Stored data
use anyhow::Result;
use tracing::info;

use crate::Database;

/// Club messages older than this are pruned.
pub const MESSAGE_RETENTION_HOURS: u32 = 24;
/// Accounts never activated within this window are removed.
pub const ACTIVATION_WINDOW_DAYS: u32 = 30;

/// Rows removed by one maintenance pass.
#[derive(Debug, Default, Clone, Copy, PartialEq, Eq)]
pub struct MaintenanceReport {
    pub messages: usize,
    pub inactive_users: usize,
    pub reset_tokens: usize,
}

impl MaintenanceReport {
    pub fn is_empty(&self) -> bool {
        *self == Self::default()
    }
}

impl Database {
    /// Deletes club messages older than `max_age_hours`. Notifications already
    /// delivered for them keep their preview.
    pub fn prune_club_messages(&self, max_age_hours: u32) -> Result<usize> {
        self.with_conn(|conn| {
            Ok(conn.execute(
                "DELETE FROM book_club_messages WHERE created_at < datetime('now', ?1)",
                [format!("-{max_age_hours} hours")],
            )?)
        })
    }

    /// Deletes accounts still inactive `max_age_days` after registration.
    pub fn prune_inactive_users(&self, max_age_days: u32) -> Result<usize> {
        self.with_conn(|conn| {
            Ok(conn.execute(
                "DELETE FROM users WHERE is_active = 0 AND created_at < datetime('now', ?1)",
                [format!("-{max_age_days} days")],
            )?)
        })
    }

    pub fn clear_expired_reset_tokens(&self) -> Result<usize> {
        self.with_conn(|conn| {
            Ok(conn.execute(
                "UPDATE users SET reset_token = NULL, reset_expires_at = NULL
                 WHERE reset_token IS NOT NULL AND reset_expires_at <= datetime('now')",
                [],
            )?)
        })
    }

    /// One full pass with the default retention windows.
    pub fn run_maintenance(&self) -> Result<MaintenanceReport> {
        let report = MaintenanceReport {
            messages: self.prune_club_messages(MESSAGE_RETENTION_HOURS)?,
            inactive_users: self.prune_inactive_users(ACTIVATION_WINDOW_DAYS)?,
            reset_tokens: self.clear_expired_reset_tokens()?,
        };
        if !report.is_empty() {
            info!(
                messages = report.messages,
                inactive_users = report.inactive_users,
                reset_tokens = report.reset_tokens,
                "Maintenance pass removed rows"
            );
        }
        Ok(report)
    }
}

__Requirement__
Every line of the data above is to be repeated exactly.

__Task answer__
use anyhow::Result;
use tracing::info;

use crate::Database;

/// Club messages older than this are pruned.
pub const MESSAGE_RETENTION_HOURS: u32 = 24;
/// Accounts never activated within this window are removed.
pub const ACTIVATION_WINDOW_DAYS: u32 = 30;

/// Rows removed by one maintenance pass.
#[derive(Debug, Default, Clone, Copy, PartialEq, Eq)]
pub struct MaintenanceReport {
    pub messages: usize,
    pub inactive_users: usize,
    pub reset_tokens: usize,
}

impl MaintenanceReport {
    pub fn is_empty(&self) -> bool {
        *self == Self::default()
    }
}

impl Database {
    /// Deletes club messages older than `max_age_hours`. Notifications already
    /// delivered for them keep their preview.
    pub fn prune_club_messages(&self, max_age_hours: u32) -> Result<usize> {
        self.with_conn(|conn| {
            Ok(conn.execute(
                "DELETE FROM book_club_messages WHERE created_at < datetime('now', ?1)",
                [format!("-{max_age_hours} hours")],
            )?)
        })
    }

    /// Deletes accounts still inactive `max_age_days` after registration.
    pub fn prune_inactive_users(&self, max_age_days: u32) -> Result<usize> {
        self.with_conn(|conn| {
            Ok(conn.execute(
                "DELETE FROM users WHERE is_active = 0 AND created_at < datetime('now', ?1)",
                [format!("-{max_age_days} days")],
            )?)
        })
    }

    pub fn clear_expired_reset_tokens(&self) -> Result<usize> {
        self.with_conn(|conn| {
            Ok(conn.execute(
                "UPDATE users SET reset_token = NULL, reset_expires_at = NULL
                 WHERE reset_token IS NOT NULL AND reset_expires_at <= datetime('now')",
                [],
            )?)
        })
    }

    /// One full pass with the default retention windows.
    pub fn run_maintenance(&self) -> Result<MaintenanceReport> {
        let report = MaintenanceReport {
            messages: self.prune_club_messages(MESSAGE_RETENTION_HOURS)?,
            inactive_users: self.prune_inactive_users(ACTIVATION_WINDOW_DAYS)?,
            reset_tokens: self.clear_expired_reset_tokens()?,
        };
        if !report.is_empty() {
            info!(
                messages = report.messages,
                inactive_users = report.inactive_users,
                reset_tokens = report.reset_tokens,
                "Maintenance pass removed rows"
            );
        }
        Ok(report)
    }
}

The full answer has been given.